Your goal:
With "Descriptor" as the search word, show every line of the material that has it.

Records for processing:
################
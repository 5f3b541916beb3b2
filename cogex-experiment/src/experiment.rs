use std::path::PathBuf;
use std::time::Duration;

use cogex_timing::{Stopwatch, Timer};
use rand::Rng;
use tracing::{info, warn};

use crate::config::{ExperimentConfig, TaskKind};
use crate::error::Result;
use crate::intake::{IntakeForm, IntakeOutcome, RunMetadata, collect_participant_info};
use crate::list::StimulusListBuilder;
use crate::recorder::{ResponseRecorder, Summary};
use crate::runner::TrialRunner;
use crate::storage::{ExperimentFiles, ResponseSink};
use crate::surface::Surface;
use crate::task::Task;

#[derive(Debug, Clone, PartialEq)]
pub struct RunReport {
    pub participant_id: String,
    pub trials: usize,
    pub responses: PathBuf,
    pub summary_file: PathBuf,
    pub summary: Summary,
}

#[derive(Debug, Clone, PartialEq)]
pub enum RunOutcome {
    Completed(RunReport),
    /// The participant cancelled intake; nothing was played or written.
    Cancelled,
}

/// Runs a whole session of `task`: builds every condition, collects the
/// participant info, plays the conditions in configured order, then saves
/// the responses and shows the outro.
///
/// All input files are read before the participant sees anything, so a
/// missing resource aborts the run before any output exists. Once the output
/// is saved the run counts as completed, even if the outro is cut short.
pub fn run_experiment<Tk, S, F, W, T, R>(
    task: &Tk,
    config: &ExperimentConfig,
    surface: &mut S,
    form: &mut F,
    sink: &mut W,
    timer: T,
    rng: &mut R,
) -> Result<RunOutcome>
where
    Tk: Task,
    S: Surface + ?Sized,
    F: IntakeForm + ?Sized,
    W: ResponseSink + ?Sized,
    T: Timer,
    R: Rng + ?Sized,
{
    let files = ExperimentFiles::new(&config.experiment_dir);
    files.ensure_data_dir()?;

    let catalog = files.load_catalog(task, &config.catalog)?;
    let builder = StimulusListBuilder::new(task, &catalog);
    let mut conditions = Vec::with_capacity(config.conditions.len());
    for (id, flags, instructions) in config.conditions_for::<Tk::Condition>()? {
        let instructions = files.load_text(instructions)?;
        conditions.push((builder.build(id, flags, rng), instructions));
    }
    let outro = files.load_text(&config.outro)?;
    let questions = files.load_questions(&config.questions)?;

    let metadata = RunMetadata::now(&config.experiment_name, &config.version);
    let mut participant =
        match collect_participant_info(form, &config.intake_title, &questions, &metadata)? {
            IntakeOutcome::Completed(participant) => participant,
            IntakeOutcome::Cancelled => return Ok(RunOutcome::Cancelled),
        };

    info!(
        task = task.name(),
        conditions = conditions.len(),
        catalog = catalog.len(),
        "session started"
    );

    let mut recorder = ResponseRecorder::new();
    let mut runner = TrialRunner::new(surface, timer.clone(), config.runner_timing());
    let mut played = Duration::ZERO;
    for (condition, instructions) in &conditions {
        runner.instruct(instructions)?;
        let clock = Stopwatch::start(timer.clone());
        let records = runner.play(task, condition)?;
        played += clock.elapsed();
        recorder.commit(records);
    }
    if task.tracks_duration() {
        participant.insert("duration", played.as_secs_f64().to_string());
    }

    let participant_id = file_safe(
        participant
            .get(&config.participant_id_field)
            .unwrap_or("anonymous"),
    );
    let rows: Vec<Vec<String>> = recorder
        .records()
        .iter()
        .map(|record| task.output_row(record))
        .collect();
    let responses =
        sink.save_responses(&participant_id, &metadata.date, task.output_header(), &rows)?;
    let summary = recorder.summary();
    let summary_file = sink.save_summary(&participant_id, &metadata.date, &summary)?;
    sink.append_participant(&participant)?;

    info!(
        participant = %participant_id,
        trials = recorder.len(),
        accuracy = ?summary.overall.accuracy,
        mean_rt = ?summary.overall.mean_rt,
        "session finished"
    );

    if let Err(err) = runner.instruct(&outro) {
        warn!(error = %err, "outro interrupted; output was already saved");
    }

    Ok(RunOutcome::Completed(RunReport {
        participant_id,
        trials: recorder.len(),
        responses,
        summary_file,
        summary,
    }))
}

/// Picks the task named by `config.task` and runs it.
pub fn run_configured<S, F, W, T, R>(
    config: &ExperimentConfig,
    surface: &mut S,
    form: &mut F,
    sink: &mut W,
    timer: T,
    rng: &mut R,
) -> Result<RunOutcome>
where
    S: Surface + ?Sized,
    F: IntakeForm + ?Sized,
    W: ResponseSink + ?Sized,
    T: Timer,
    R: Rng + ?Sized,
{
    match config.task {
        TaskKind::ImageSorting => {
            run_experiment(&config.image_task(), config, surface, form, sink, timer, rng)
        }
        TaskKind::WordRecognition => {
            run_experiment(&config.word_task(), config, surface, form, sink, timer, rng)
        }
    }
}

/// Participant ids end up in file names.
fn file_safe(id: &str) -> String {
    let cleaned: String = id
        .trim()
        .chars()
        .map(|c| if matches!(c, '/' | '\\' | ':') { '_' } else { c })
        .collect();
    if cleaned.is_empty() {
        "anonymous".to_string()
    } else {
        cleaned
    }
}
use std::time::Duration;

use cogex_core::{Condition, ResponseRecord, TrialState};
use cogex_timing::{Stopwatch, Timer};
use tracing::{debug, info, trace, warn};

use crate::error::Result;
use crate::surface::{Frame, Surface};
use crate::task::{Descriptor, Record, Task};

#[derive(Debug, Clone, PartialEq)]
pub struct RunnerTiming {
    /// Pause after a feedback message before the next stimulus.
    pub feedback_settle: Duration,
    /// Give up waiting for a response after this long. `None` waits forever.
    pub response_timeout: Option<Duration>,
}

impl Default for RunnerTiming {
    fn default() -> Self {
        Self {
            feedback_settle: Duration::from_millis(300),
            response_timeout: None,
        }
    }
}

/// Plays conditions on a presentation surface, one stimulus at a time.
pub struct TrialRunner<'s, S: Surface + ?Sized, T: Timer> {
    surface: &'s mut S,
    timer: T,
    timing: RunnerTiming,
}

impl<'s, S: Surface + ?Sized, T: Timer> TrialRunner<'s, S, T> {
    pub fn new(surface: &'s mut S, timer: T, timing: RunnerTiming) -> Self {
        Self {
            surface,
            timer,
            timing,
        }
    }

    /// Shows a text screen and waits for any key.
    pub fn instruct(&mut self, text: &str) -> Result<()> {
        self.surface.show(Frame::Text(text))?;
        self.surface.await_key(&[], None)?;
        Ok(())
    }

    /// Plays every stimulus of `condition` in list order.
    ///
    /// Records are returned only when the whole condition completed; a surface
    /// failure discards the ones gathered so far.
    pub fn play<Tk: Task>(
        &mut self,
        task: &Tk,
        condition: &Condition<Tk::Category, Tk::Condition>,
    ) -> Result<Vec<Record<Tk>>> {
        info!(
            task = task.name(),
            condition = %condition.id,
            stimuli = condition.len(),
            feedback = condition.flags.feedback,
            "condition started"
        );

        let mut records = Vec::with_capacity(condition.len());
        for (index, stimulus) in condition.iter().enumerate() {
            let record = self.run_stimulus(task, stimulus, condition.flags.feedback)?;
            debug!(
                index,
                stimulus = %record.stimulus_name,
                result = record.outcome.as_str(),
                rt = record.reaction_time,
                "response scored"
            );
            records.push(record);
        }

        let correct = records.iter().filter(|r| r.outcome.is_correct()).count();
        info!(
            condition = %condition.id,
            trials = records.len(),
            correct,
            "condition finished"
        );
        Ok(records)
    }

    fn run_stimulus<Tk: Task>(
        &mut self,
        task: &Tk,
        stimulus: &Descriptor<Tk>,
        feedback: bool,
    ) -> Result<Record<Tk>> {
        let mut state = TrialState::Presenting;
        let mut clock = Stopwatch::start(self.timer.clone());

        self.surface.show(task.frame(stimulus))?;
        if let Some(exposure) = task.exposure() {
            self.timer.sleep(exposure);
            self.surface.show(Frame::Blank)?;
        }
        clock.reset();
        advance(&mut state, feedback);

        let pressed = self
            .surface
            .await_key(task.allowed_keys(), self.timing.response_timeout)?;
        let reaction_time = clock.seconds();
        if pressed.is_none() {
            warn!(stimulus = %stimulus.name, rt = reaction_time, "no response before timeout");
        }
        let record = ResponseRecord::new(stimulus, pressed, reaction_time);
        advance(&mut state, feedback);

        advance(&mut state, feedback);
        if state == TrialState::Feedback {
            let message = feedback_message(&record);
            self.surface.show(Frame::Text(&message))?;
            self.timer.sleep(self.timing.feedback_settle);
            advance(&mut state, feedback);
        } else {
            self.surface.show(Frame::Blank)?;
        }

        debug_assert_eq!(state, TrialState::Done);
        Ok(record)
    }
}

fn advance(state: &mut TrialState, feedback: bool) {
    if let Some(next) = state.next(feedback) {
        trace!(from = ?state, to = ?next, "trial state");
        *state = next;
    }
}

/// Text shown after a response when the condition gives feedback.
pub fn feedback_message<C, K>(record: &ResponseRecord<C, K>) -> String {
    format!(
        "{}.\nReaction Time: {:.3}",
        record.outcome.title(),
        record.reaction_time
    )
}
################
Solution to the exercise:
use crate::task::{Descriptor, Record, Task};
        stimulus: &Descriptor<Tk>,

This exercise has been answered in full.